▶ ASSIGNMENT:
As the lines appear below, please set them down exactly, starting at the first and finishing with the one containing "#[derive(Debug, Error, Clone, PartialEq)]".

[Dataset entries]

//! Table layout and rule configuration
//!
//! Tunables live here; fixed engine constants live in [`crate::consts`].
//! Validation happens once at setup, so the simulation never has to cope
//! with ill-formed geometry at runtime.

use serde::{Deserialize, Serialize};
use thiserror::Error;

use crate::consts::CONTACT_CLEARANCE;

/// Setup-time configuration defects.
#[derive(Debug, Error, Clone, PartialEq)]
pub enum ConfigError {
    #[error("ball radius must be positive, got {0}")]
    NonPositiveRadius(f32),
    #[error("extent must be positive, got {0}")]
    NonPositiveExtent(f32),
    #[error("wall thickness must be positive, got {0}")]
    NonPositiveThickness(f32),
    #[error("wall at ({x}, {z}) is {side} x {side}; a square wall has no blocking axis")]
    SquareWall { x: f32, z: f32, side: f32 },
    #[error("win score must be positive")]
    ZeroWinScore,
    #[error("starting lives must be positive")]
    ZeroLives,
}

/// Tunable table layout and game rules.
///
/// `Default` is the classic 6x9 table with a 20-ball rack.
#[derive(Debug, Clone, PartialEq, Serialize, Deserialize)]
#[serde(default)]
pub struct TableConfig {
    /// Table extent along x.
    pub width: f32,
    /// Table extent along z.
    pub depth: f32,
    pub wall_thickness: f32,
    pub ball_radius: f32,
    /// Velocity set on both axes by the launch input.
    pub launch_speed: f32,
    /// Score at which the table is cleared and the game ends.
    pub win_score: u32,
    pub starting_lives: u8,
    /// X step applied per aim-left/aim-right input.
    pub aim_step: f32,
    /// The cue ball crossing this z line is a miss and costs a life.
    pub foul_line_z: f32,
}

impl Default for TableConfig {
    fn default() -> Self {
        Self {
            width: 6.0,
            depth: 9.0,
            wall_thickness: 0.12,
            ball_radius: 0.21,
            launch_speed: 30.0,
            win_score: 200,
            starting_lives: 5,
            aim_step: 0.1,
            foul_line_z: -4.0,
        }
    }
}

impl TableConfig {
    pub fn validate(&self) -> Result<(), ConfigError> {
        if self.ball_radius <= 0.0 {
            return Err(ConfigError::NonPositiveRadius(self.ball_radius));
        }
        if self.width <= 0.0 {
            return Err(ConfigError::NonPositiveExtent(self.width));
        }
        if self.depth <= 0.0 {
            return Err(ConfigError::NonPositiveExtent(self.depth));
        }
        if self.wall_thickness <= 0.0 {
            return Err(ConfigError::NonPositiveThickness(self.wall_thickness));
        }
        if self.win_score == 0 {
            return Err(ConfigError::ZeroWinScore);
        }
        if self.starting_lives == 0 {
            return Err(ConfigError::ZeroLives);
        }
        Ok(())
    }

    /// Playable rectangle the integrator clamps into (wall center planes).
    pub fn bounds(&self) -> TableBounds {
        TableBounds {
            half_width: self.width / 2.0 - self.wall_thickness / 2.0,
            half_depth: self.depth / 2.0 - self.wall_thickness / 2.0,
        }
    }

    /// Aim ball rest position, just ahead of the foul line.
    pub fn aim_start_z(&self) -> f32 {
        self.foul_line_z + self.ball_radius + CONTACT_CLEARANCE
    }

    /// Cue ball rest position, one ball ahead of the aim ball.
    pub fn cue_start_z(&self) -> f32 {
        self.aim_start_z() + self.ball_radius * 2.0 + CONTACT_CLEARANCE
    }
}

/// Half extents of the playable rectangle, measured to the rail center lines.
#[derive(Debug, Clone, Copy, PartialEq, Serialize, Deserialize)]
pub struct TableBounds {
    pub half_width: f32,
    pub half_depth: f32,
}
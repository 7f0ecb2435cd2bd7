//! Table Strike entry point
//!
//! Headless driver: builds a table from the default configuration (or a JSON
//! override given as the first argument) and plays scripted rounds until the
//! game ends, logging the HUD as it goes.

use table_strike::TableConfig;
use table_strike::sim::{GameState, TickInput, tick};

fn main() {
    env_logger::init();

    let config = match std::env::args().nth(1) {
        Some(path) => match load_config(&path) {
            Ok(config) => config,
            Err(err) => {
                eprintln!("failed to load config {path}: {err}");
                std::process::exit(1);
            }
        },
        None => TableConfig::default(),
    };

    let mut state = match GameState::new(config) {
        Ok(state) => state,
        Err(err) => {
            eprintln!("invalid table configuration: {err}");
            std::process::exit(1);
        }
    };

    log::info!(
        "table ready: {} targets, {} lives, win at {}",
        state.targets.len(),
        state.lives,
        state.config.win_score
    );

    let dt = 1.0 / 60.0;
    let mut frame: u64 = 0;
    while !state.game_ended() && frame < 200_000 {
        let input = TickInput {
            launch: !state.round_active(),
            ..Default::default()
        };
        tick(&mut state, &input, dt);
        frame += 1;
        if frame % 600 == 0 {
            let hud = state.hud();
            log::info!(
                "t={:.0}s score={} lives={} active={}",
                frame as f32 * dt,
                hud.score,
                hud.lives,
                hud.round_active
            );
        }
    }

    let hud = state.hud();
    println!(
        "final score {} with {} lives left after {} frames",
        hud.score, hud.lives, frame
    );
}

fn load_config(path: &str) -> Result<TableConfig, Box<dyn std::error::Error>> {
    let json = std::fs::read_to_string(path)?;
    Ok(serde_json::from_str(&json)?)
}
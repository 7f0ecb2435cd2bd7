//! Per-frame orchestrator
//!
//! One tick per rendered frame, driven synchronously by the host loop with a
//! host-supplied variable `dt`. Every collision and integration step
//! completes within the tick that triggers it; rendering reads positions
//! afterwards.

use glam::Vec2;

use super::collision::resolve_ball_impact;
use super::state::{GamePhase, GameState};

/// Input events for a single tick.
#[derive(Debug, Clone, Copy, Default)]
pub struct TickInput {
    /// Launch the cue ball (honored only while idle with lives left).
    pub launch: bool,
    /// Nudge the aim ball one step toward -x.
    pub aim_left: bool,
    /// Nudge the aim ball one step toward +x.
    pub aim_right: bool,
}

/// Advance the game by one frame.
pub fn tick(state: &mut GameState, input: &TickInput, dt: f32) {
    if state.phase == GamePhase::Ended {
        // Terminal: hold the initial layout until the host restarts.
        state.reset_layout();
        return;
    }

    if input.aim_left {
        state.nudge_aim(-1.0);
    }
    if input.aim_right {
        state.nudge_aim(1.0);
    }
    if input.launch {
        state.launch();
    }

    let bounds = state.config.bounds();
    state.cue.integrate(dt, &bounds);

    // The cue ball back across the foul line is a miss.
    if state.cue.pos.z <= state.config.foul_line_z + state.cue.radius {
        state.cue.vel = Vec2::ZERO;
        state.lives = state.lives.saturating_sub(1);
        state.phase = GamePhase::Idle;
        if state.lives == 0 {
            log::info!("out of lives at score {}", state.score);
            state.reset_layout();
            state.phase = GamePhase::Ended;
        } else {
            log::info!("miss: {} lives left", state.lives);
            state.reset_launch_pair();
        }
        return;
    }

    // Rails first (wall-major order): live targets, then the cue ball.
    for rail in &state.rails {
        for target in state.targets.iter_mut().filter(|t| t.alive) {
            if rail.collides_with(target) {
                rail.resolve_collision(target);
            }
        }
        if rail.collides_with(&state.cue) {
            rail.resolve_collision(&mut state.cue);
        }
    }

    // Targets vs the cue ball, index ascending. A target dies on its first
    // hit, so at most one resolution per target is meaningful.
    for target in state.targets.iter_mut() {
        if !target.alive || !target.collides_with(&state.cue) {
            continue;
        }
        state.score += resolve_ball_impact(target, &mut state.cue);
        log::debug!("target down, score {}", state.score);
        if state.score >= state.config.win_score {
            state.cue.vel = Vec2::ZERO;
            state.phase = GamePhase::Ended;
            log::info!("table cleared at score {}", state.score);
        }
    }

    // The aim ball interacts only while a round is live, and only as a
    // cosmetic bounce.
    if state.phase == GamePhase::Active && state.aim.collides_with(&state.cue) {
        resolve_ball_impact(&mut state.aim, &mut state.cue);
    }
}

▶ EXERCISE ANSWER:
//! Table layout and rule configuration
//!
//! Tunables live here; fixed engine constants live in [`crate::consts`].
//! Validation happens once at setup, so the simulation never has to cope
//! with ill-formed geometry at runtime.

use serde::{Deserialize, Serialize};
use thiserror::Error;

use crate::consts::CONTACT_CLEARANCE;

/// Setup-time configuration defects.
#[derive(Debug, Error, Clone, PartialEq)]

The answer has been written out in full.